The Alternative Universe
The lack of evidence for HCG, and the explicit FDA warnings haven’t stopped a thriving business model among those that promote alternatives to science-based medicine. In the United States, for example, a naturopath has formed the “HCG Diet Council” and is collecting anecdotes from providers and users as part of their “standardized research program” of both HCG and homeopathic HCG. “Does the FDA Want to Keep America Fat?” the council asks. In Canada, naturopaths at the Northern Centre for Integrative Medicine thumb their nose at the evidence, and Health Canada’s warning:
HCG (Human Chorionic Gonadotrophin) is authorized in Canada only for treatment of women with infertility, and only in an injectable form. There is no scientific evidence that the use of HCG either by mouth (as drops under the tongue, as advertised on the Internet) or as a self-administered injection, could promote weight loss.

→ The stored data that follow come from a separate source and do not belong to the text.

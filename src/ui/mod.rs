use chrono::NaiveDate;
use datepick::{GridCell, Session, Step};
use ratatui::{
    layout::{Alignment, Constraint, Direction, Layout, Rect},
    style::{Modifier, Style},
    text::{Line, Span},
    widgets::{block::Title, Block, Borders, Clear, Paragraph, Wrap},
    Frame,
};

use crate::app::{App, Panel, PickerView};
use crate::theme::ThemeConfig;

/// Width of one day cell, in columns.
const CELL_W: usize = 5;
const PICKER_W: u16 = (CELL_W * 7) as u16 + 2;
const PICKER_H: u16 = 14;

// ─── Date formatting ──────────────────────────────────────────────────────────

/// `2/15/24`
pub fn short_date(d: NaiveDate) -> String {
    d.format("%-m/%-d/%y").to_string()
}

/// `The date selected is Thursday, February 15, 2024.`
pub fn long_date(d: NaiveDate) -> String {
    format!("The date selected is {}.", d.format("%A, %B %-d, %Y"))
}

// ─── Root draw ────────────────────────────────────────────────────────────────

pub fn draw(f: &mut Frame, app: &App) {
    let area = f.area();

    // Fill background
    f.render_widget(
        Block::default().style(Style::default().bg(app.theme.bg()).fg(app.theme.fg())),
        area,
    );

    // Layout: [ content | status_bar(1) ]
    let root = Layout::default().direction(Direction::Vertical)
        .constraints([Constraint::Min(0), Constraint::Length(1)]).split(area);

    draw_fields(f, app, root[0]);
    draw_statusbar(f, app, root[1]);

    // Overlays
    match app.active_panel {
        Panel::Picker => {
            if let Some(view) = &app.picker {
                draw_picker(f, area, app, view);
            }
        }
        Panel::Help   => draw_help(f, area, app),
        Panel::Fields => {}
    }
}

// ─── Date fields form ─────────────────────────────────────────────────────────

fn draw_fields(f: &mut Frame, app: &App, area: Rect) {
    let t       = &app.theme;
    let focused = app.active_panel == Panel::Fields;
    let bs      = Style::default().fg(if focused { t.border_active() } else { t.border() });
    let title   = Line::from(Span::styled(
        " Date Fields ",
        Style::default().fg(t.accent()).add_modifier(Modifier::BOLD),
    ));

    let block = Block::default()
        .title(Title::from(title))
        .borders(Borders::ALL)
        .border_type(t.border_type())
        .border_style(bs)
        .style(Style::default().bg(t.bg()));

    let mut lines: Vec<Line> = vec![Line::from("")];
    for (i, field) in app.fields.iter().enumerate() {
        let sel           = i == app.field_cursor;
        let (short, long) = app.field_text(field);
        let label_style   = if sel {
            Style::default().fg(t.accent()).add_modifier(Modifier::BOLD)
        } else {
            Style::default().fg(t.fg())
        };
        let value = if short.is_empty() { "        ".to_owned() } else { format!("{short:<8}") };

        lines.push(Line::from(vec![
            Span::styled(if sel { " ▶ " } else { "   " }, label_style),
            Span::styled(format!("{:<20}", format!("{}:", field.kind.label())), label_style),
            Span::styled(format!("[{value}]"), Style::default().fg(t.fg())),
            Span::styled("  ▦", Style::default().fg(t.fg_dim())),
        ]));
        lines.push(Line::from(Span::styled(
            format!("     {long}"),
            Style::default().fg(t.fg_dim()),
        )));
        lines.push(Line::from(""));
    }

    f.render_widget(Paragraph::new(lines).block(block), area);
}

// ─── Status bar ───────────────────────────────────────────────────────────────

fn draw_statusbar(f: &mut Frame, app: &App, area: Rect) {
    let t = &app.theme;
    let (mode_str, hints) = match app.active_panel {
        Panel::Picker => (" PICKER ", "  hjkl:move  [ ]:month  { }:year  Enter:pick  Esc:cancel"),
        _             => (" FIELDS ", "  j/k:field  Enter:open calendar  T:theme  ?:help  q:quit"),
    };
    let bar = Paragraph::new(Line::from(vec![
        Span::styled(mode_str, Style::default().bg(t.accent()).fg(t.bg()).add_modifier(Modifier::BOLD)),
        Span::styled(hints, Style::default().fg(t.fg_dim())),
        Span::styled(
            format!("  {}", app.status),
            Style::default().fg(t.fg_dim()).add_modifier(Modifier::ITALIC),
        ),
    ])).style(Style::default().bg(t.bg2()));
    f.render_widget(bar, area);
}

// ─── Picker popup ─────────────────────────────────────────────────────────────

fn draw_picker(f: &mut Frame, area: Rect, app: &App, view: &PickerView) {
    let t       = &view.palette;
    let session = &view.session;
    let rect    = fixed_centered(PICKER_W, PICKER_H, area);
    f.render_widget(Clear, rect);

    let label = app.fields[view.field].kind.label();
    let block = Block::default()
        .title(Title::from(Line::from(Span::styled(
            format!(" {label} "),
            Style::default().fg(t.accent()).add_modifier(Modifier::BOLD),
        ))))
        .borders(Borders::ALL)
        .border_type(t.border_type())
        .border_style(Style::default().fg(t.border_active()))
        .style(Style::default().bg(t.popup_bg()));

    let inner = block.inner(rect);
    f.render_widget(block, rect);

    let fg  = Style::default().fg(t.fg());
    let dim = Style::default().fg(t.fg_dim());
    let bold = fg.add_modifier(Modifier::BOLD);
    let arrow = |step: Step| {
        Span::styled(step.label(), if session.can_step(step) { bold } else { dim })
    };

    // ── << <   Month Year   > >> ───────────────────────────────────────────
    let title_w = (inner.width as usize).saturating_sub(10);
    let nav = Line::from(vec![
        arrow(Step::PrevYear), Span::raw(" "), arrow(Step::PrevMonth),
        Span::styled(format!(" {:^title_w$} ", session.title()), Style::default().fg(t.accent()).add_modifier(Modifier::BOLD)),
        arrow(Step::NextMonth), Span::raw(" "), arrow(Step::NextYear),
    ]);

    let header: Vec<Span> = session.header().iter()
        .map(|name| {
            let short: String = name.chars().take(CELL_W - 1).collect();
            Span::styled(format!("{short:^width$}", width = CELL_W), bold)
        })
        .collect();

    let mut lines = vec![nav, Line::from(""), Line::from(header)];
    lines.push(Line::from(Span::styled("─".repeat(inner.width as usize), dim)));

    for (row, cells) in session.grid().rows().enumerate() {
        let spans: Vec<Span> = cells.iter().enumerate()
            .map(|(col, cell)| cell_span(t, cell, row * 7 + col == view.focus))
            .collect();
        lines.push(Line::from(spans));
    }

    lines.push(Line::from(Span::styled("─".repeat(inner.width as usize), dim)));
    lines.push(Line::from(Span::styled(" Enter: pick   Esc: cancel", dim)));

    f.render_widget(
        Paragraph::new(lines).style(Style::default().bg(t.popup_bg())).alignment(Alignment::Left),
        inner,
    );
}

fn cell_span(t: &ThemeConfig, cell: &GridCell, focused: bool) -> Span<'static> {
    let Some(day) = cell.day() else {
        return Span::raw(" ".repeat(CELL_W));
    };
    let label = format!(" {day:>2}  ");
    let style = if focused {
        let (bg, fg) = t.focus_highlight();
        Style::default().bg(bg).fg(fg).add_modifier(Modifier::BOLD)
    } else if cell.highlighted {
        let (bg, fg) = t.day_highlight();
        Style::default().bg(bg).fg(fg).add_modifier(Modifier::BOLD)
    } else if !cell.enabled {
        Style::default().fg(t.disabled())
    } else {
        Style::default().fg(t.fg()).add_modifier(Modifier::BOLD)
    };
    Span::styled(label, style)
}

/// Plain-text grid for `dpick grid`: title, header, then six week rows.
/// Disabled days carry a trailing `-`, the highlighted day a trailing `*`.
pub fn grid_text(session: &Session) -> Vec<String> {
    let width = CELL_W * 7;
    let mut out = vec![format!("{:^width$}", session.title())];
    out.push(session.header().iter().map(|n| format!("{n:>4} ")).collect::<String>().trim_end().to_owned());

    for row in session.grid().rows() {
        let line: String = row.iter()
            .map(|cell| match cell.day() {
                None => " ".repeat(CELL_W),
                Some(day) => {
                    let mark = if cell.highlighted { '*' } else if !cell.enabled { '-' } else { ' ' };
                    format!("{day:>4}{mark}")
                }
            })
            .collect();
        out.push(line.trim_end().to_owned());
    }
    out
}

// ─── Help overlay ────────────────────────────────────────────────────────────

fn draw_help(f: &mut Frame, area: Rect, app: &App) {
    let t    = &app.theme;
    let rect = centered(60, 70, area);
    f.render_widget(Clear, rect);

    let title = Line::from(Span::styled(
        " Keyboard Shortcuts ",
        Style::default().fg(t.accent()).add_modifier(Modifier::BOLD),
    ));
    let block = Block::default()
        .title(Title::from(title))
        .borders(Borders::ALL)
        .border_type(t.border_type())
        .border_style(Style::default().fg(t.border_active()))
        .style(Style::default().bg(t.popup_bg()));

    let accent = Style::default().fg(t.accent()).add_modifier(Modifier::BOLD);
    let dim    = Style::default().fg(t.fg_dim());
    let lines  = vec![
        Line::from(""),
        Line::from(Span::styled("  Fields", accent)),
        Line::from(Span::styled("  j/k  ↓↑  Tab       Move between fields", dim)),
        Line::from(Span::styled("  Enter / Space      Open the calendar", dim)),
        Line::from(Span::styled("  T                  Cycle themes", dim)),
        Line::from(""),
        Line::from(Span::styled("  Calendar", accent)),
        Line::from(Span::styled("  h/j/k/l  ←↓↑→      Move by day / week", dim)),
        Line::from(Span::styled("  [ / ]              Prev / Next month", dim)),
        Line::from(Span::styled("  { / }              Prev / Next year", dim)),
        Line::from(Span::styled("  Enter / Space      Pick the focused day", dim)),
        Line::from(Span::styled("  Esc                Cancel, keep the old date", dim)),
        Line::from(""),
        Line::from(Span::styled("  General", accent)),
        Line::from(Span::styled("  ?                  Toggle help", dim)),
        Line::from(Span::styled("  q                  Quit", dim)),
    ];

    f.render_widget(
        Paragraph::new(lines).block(block).style(Style::default().fg(t.fg()))
            .wrap(Wrap { trim: false }),
        rect,
    );
}

// ─── Utilities ────────────────────────────────────────────────────────────────

fn centered(pct_x: u16, pct_y: u16, r: Rect) -> Rect {
    let vert = Layout::default().direction(Direction::Vertical)
        .constraints([
            Constraint::Percentage((100 - pct_y) / 2),
            Constraint::Percentage(pct_y),
            Constraint::Percentage((100 - pct_y) / 2),
        ]).split(r);
    Layout::default().direction(Direction::Horizontal)
        .constraints([
            Constraint::Percentage((100 - pct_x) / 2),
            Constraint::Percentage(pct_x),
            Constraint::Percentage((100 - pct_x) / 2),
        ]).split(vert[1])[1]
}

fn fixed_centered(w: u16, h: u16, r: Rect) -> Rect {
    let w = w.min(r.width);
    let h = h.min(r.height);
    Rect::new(r.x + (r.width - w) / 2, r.y + (r.height - h) / 2, w, h)
}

NCIM honors the intent of Health Canada’s statement, which is protective in nature. Health Canada’s statement does not address the more substantive issue, which is the significant risk of not taking action to reduce your weight and risking future illness. The NCIM HCG Rx+ weight loss intervention cannot make any guarantees, it nevertheless provides a time-tested approach to weight loss that is physician supervised and individually monitored for safety and effectiveness.
And NCIM doesn’t honour the intent of the statement at all. It notes that the prescription it provides for HCG injections may be covered by private drug insurance.
And a post on HCG can’t neglect it’s biggest television promoter after Kevin Trudeau: Dr. Oz, who having recommended against the HCG diet, turned around and subsequently promoted it on his show, prompting obesity specialist Dr. Yoni Freedhoff to ask “Dr. Oz — so corrupted by fame he even sells himself out?”
There’s no persuasive evidence that HCG injections has any meaningful effects on weight loss. And “homeopathic” HCG is quite literally, nothing. If the HCG diet shows one thing at all, it’s the tenacity of an idea once it’s been planted. Despite warnings by researchers, health professionals, and regulators since at least 1976 about the lack of evidence for HCG as a weight loss adjunct, it continues to attract attention and new users, now promoted by naturopaths and television personalities that are indifferent to the evidence. It’s gratifying to see a regulator (the FDA in this case) take off the gloves with supplement vendors and other purveyors of HCG pseudoscience. When it comes to weight loss there are no quick fixes.